A nurse is leading a community health clinic. What should the nurse emphasize in order to promote disease prevention? A. It is best achieved by reducing psychological stress. B. It is best achieved by being an active participant in the community. C. It is best achieved through attending self-help groups. D. It is best achieved by exhibiting behaviors that promote health.

Answer: D Rationale: Today, increasing emphasis is placed on health, health promotion, wellness, and self-care. Health is seen as resulting from a lifestyle oriented toward wellness. Nurses in community health clinics do not teach that disease prevention is best achieved through attending self-help groups, by reducing stress, or by being an active participant in the community, though each of these activities is consistent with a healthy lifestyle.

A client has been admitted to the hospital with a large sacral pressure ulcer. The physician prescribes the wound care protocol to be performed twice a day. What would be a statement on the plan of care that would address the implementation phase of the nursing process for this client? A. A 6 cm x 4 cm wound with malodorous, yellow exudate. B. The client's wound will heal by 1 cm by the end of 5 days. C. The client's wound has healed by 0.5 cm on day 3 of wound care. D. Turn the client every 2 hours.

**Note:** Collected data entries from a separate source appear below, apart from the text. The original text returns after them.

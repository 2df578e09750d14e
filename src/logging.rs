//! # Logging モジュール
//!
//! ユニット戦闘シミュレーションのログ管理機能を提供します。
//!
//! tracing-appenderによる非ブロッキングのファイル出力と、コンソール出力を
//! 組み合わせて初期化します。ドメイン側は `tracing` のマクロでログを出すだけで、
//! 出力先やフォーマットはここで一元的に決まります。
//!
//! ## レベルの使い分け
//!
//! - `info`: ユニットの生成・死亡・除去などのライフサイクル
//! - `debug`: 状態遷移と攻撃
//! - `trace`: ポーリングのティック
//! - `warn`: スポーン失敗
//!
//! ## 設定可能な出力先
//!
//! - `Console`: コンソールのみ
//! - `File`: ファイルのみ（logs/unitsim.YYYY-MM-DD、JSON形式）
//! - `Both`: コンソールとファイルの両方

use std::str::FromStr;
use tracing::Level;
use tracing_appender::{non_blocking, non_blocking::WorkerGuard, rolling};
use tracing_subscriber::{EnvFilter, Registry, fmt, layer::SubscriberExt, util::SubscriberInitExt};

/// ログ出力先の設定
#[derive(Debug, Clone, Copy, PartialEq)]
pub enum LogOutput {
    /// コンソールのみ
    Console,
    /// ファイルのみ
    File,
    /// コンソールとファイルの両方
    Both,
}

impl LogOutput {
    pub fn writes_file(&self) -> bool {
        matches!(self, LogOutput::File | LogOutput::Both)
    }
}

impl FromStr for LogOutput {
    type Err = String;

    fn from_str(s: &str) -> Result<Self, Self::Err> {
        match s.to_lowercase().as_str() {
            "console" | "stdout" => Ok(LogOutput::Console),
            "file" => Ok(LogOutput::File),
            "both" | "all" => Ok(LogOutput::Both),
            _ => Err(format!("無効な出力先: {}. 利用可能: console, file, both", s)),
        }
    }
}

/// ログ設定構造体
#[derive(Debug, Clone)]
pub struct LogConfig {
    pub level: Level,
    pub output: LogOutput,
    /// ログファイルのディレクトリ（File または Both の場合）
    pub log_dir: String,
    /// ログファイル名のプレフィックス
    pub file_prefix: String,
}

impl Default for LogConfig {
    fn default() -> Self {
        Self {
            level: Level::INFO,
            output: LogOutput::Console,
            log_dir: "logs".to_string(),
            file_prefix: "unitsim".to_string(),
        }
    }
}

/// ログシステムを初期化
///
/// `RUST_LOG` が設定されていればそちらを優先します。
///
/// # 戻り値
///
/// ファイル出力を行う場合は書き込みスレッドのガード。
/// ガードを破棄すると未書き込みのログがフラッシュされるため、`main` の終わりまで保持してください。
pub fn init_logging(config: &LogConfig) -> Result<Option<WorkerGuard>, Box<dyn std::error::Error>> {
    let env_filter = EnvFilter::try_from_default_env()
        .or_else(|_| EnvFilter::try_new(config.level.to_string()))
        .unwrap_or_else(|_| EnvFilter::new("info"));

    match config.output {
        LogOutput::Console => {
            Registry::default()
                .with(env_filter)
                .with(
                    fmt::layer()
                        .with_target(true)
                        .with_thread_ids(false)
                        .with_file(false)
                        .with_line_number(false)
                        .compact(),
                )
                .try_init()?;
            Ok(None)
        }
        LogOutput::File => {
            ensure_log_directory(&config.log_dir)?;
            let file_appender = rolling::daily(&config.log_dir, &config.file_prefix);
            let (writer, guard) = non_blocking(file_appender);

            Registry::default()
                .with(env_filter)
                .with(
                    fmt::layer()
                        .with_writer(writer)
                        .with_target(true)
                        .with_thread_ids(false)
                        .with_file(false)
                        .with_line_number(false)
                        .json(),
                )
                .try_init()?;
            Ok(Some(guard))
        }
        LogOutput::Both => {
            ensure_log_directory(&config.log_dir)?;
            let file_appender = rolling::daily(&config.log_dir, &config.file_prefix);
            let (writer, guard) = non_blocking(file_appender);

            Registry::default()
                .with(env_filter)
                .with(
                    fmt::layer()
                        .with_target(true)
                        .with_thread_ids(false)
                        .with_file(false)
                        .with_line_number(false)
                        .compact(),
                )
                .with(
                    fmt::layer()
                        .with_writer(writer)
                        .with_target(true)
                        .with_thread_ids(false)
                        .with_file(false)
                        .with_line_number(false)
                        .json(),
                )
                .try_init()?;
            Ok(Some(guard))
        }
    }
}

/// ログレベルを文字列から解析
///
/// # 引数
///
/// * `level_str` - ログレベル文字列 ("trace", "debug", "info", "warn", "error")
///
/// # 戻り値
///
/// 解析されたログレベル、無効な場合はINFO
pub fn parse_log_level(level_str: &str) -> Level {
    match level_str.to_lowercase().as_str() {
        "trace" => Level::TRACE,
        "debug" => Level::DEBUG,
        "info" => Level::INFO,
        "warn" => Level::WARN,
        "error" => Level::ERROR,
        _ => {
            eprintln!("警告: 無効なログレベル '{}'. INFOを使用します", level_str);
            Level::INFO
        }
    }
}

/// 詳細出力レベル（-v の数）からログレベルを決める
pub fn level_for_verbosity(verbose_level: u8) -> Level {
    match verbose_level {
        0 => Level::INFO,
        1 | 2 => Level::DEBUG,
        _ => Level::TRACE,
    }
}

/// ログディレクトリを作成（既に存在する場合は何もしない）
pub fn ensure_log_directory(log_dir: &str) -> Result<(), std::io::Error> {
    std::fs::create_dir_all(log_dir)?;
    Ok(())
}

#[cfg(test)]
mod tests {
    use super::*;

    #[test]
    fn test_log_output_from_str() {
        assert_eq!(LogOutput::from_str("console"), Ok(LogOutput::Console));
        assert_eq!(LogOutput::from_str("file"), Ok(LogOutput::File));
        assert_eq!(LogOutput::from_str("both"), Ok(LogOutput::Both));
        assert!(LogOutput::from_str("invalid").is_err());
    }

    #[test]
    fn test_parse_log_level() {
        assert_eq!(parse_log_level("debug"), Level::DEBUG);
        assert_eq!(parse_log_level("INFO"), Level::INFO);
        assert_eq!(parse_log_level("invalid"), Level::INFO);
    }

    #[test]
    fn test_level_for_verbosity() {
        assert_eq!(level_for_verbosity(0), Level::INFO);
        assert_eq!(level_for_verbosity(2), Level::DEBUG);
        assert_eq!(level_for_verbosity(5), Level::TRACE);
    }

    #[test]
    fn test_init_logging_both_outputs() {
        let log_dir = std::env::temp_dir().join("unitsim-logging-test");
        let config = LogConfig {
            level: Level::DEBUG,
            output: LogOutput::Both,
            log_dir: log_dir.to_string_lossy().into_owned(),
            file_prefix: "unitsim-test".to_string(),
        };

        let guard = init_logging(&config).unwrap();
        assert!(guard.is_some());
        assert!(log_dir.is_dir());

        // グローバルなサブスクライバーは一度しか設定できない
        assert!(init_logging(&LogConfig::default()).is_err());
    }

    #[test]
    fn test_writes_file() {
        assert!(!LogOutput::Console.writes_file());
        assert!(LogOutput::File.writes_file());
        assert!(LogOutput::Both.writes_file());
    }
}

Answer: D Rationale: Turning the client every 2 hours is implementing care to allow the pressure ulcer to heal and prevent another formation of a wound. Recording the description of the wound would occur during the assessment phase of the nursing process. The prediction of how much and how soon the client's wound will heal would be made during the planning phase, while noting the amount the wound has healed on a given day is an example of a statement that would be made during the evaluation phase.

The Healthy People initiatives have targeted the improvement of health for all. In addition to eliminating health disparities, what are the broad goals of the Healthy People initiatives? A. Reducing expenditures on end-of-life care. B. Applying a systematic approach to health improvement. C. Increasing technological innovation in treatment of disorders. D. Increasing the quality and length of a healthy life.

Answer: D Rationale: Two broad goals of the Healthy People initiative are to increase the quality and years of healthy life and to eliminate health disparities. Healthy People puts forward a number of health objectives but does not propose a systematic approach to health improvement. Healthy People addresses technology in relation to electronic health information, but does not directly promote technological innovations in treatment. While Healthy People has a number of objectives specific to older adults and objectives around making health care more affordable and accessible, it does not seek to reduce expenses on end-of-life care.

Using Maslow's hierarchy of needs, place the following problems in their order of priority. A. Failure to achieve potential. B. Low self-concept C. Fear D. Loneliness E. Constipation

Answer: E, C, D, B, A Rationale: Applying Maslow's hierarchy, the needs would be prioritized as constipation (physiologic), fear (safety and security), loneliness (belongingness and affection), low self-concept (esteem and self-respect), and failure to achieve potential (self-actualization).